(Saved entries)
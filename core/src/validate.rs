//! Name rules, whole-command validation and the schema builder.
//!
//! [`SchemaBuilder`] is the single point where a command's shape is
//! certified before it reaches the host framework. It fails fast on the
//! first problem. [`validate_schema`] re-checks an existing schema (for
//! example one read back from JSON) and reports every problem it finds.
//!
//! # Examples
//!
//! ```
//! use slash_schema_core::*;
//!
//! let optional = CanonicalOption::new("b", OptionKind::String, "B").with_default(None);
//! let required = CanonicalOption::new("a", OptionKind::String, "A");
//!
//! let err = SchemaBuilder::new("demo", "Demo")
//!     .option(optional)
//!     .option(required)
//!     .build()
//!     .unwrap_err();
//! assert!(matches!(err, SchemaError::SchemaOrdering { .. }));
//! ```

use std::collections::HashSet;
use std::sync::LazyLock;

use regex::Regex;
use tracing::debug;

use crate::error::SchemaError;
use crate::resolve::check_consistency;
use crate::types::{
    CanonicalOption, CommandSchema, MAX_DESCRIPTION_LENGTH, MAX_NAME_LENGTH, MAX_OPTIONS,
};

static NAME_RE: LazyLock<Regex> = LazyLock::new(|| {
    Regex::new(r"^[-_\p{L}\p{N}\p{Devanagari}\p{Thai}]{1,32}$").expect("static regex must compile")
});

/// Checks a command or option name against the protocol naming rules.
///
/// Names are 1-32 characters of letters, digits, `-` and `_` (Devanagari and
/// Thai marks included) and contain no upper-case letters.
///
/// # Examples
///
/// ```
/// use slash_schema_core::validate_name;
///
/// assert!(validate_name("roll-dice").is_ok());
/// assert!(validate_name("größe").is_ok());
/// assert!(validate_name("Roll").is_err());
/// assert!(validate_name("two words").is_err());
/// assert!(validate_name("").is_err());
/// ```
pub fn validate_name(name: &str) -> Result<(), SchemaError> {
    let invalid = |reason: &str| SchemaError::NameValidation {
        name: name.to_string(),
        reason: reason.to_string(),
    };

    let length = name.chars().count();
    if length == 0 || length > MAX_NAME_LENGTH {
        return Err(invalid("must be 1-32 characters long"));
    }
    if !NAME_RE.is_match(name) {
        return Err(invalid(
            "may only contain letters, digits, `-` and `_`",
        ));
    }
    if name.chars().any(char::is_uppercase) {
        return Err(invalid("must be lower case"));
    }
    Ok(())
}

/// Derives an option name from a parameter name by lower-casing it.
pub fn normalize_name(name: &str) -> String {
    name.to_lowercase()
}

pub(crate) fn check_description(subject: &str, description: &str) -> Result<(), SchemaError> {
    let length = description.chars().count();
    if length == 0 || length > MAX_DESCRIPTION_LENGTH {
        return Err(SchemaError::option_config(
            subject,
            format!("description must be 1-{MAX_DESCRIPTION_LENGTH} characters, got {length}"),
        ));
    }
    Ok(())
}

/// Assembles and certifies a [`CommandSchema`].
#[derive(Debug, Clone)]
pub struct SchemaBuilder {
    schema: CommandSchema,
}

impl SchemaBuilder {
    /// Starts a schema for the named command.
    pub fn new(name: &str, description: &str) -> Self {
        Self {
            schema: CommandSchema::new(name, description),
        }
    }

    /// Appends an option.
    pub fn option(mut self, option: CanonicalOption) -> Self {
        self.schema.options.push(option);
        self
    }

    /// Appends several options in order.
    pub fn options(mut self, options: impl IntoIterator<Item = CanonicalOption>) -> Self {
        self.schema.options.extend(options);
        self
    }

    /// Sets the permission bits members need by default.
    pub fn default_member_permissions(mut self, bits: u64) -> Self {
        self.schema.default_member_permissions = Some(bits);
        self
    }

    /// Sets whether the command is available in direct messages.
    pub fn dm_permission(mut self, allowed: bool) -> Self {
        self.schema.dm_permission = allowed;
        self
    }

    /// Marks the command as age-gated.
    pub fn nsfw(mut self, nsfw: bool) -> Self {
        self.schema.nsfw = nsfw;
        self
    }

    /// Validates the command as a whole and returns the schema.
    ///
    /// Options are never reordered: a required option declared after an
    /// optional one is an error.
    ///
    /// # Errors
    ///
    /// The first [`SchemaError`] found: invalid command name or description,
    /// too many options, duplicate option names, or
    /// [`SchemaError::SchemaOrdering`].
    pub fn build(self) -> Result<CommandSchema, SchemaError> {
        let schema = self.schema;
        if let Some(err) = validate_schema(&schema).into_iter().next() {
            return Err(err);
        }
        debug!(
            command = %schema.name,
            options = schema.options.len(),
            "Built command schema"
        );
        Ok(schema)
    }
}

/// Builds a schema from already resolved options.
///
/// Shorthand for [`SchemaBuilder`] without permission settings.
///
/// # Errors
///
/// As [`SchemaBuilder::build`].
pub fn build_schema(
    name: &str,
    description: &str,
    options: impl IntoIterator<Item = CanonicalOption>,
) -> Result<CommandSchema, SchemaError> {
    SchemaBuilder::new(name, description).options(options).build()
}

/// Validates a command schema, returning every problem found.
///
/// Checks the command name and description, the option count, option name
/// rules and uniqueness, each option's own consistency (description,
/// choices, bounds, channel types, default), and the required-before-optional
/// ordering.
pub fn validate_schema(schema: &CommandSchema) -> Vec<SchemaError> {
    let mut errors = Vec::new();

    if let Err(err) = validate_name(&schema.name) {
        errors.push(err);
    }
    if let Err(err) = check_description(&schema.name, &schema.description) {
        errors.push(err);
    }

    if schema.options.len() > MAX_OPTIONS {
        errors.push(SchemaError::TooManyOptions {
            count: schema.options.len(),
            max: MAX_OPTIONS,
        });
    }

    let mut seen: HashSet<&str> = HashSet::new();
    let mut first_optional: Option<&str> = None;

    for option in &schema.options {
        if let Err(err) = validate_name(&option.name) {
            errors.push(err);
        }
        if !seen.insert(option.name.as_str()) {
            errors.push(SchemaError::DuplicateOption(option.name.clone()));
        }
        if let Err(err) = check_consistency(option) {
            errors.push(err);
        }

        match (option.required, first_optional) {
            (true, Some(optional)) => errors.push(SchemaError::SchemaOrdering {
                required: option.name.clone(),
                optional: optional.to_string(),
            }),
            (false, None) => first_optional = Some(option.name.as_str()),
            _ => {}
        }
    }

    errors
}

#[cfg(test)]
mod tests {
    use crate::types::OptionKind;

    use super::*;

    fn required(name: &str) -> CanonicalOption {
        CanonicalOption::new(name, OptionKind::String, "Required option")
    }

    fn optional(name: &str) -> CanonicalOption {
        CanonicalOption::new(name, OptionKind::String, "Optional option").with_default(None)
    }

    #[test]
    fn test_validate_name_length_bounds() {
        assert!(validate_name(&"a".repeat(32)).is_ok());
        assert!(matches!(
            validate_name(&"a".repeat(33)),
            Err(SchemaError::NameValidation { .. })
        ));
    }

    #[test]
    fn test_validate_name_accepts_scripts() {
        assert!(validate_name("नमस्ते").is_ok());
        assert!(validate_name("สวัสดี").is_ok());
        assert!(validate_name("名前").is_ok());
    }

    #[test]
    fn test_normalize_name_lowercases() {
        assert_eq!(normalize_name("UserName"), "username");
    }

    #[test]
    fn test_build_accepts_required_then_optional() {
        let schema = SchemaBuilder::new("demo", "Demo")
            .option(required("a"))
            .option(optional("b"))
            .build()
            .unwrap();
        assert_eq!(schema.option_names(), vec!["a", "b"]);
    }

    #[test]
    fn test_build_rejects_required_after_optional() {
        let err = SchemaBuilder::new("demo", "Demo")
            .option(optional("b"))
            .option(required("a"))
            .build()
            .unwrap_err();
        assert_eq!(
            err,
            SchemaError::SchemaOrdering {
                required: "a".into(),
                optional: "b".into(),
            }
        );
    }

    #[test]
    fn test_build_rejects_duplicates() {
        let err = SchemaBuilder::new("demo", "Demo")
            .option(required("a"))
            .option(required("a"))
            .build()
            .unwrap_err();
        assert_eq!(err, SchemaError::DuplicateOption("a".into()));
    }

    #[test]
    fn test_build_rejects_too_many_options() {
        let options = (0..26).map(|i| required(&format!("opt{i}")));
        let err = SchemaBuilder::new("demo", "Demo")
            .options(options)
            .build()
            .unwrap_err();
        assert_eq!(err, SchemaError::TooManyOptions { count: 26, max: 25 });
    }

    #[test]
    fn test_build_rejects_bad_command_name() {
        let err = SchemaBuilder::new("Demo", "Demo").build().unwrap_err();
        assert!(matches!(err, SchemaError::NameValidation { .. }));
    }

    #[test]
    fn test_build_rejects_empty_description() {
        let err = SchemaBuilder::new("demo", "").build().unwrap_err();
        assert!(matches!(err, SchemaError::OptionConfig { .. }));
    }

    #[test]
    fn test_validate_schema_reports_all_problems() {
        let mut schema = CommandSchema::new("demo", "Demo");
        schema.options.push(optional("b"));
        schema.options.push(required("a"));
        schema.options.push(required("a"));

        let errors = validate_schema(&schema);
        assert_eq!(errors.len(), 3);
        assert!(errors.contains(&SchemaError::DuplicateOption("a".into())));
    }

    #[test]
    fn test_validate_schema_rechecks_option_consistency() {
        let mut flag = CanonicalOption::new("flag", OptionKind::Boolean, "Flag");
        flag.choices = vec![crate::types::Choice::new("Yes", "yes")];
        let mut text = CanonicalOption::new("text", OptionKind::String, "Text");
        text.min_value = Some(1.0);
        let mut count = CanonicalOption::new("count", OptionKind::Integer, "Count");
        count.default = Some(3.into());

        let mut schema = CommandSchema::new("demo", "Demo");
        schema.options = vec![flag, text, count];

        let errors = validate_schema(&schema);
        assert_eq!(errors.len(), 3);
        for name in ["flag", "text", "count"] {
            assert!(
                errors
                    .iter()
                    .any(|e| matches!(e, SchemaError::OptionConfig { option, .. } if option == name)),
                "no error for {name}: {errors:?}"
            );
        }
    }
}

### Problem to solve
Only one stretch of the data above is needed. Restate it word for word, from the line containing "if length == 0 || length > MAX_DESCRIPTION_LENGTH" through the line containing "#[derive(Debug, Clone)]", both ends included.

### Answer space
    if length == 0 || length > MAX_DESCRIPTION_LENGTH {
        return Err(SchemaError::option_config(
            subject,
            format!("description must be 1-{MAX_DESCRIPTION_LENGTH} characters, got {length}"),
        ));
    }
    Ok(())
}

/// Assembles and certifies a [`CommandSchema`].
#[derive(Debug, Clone)]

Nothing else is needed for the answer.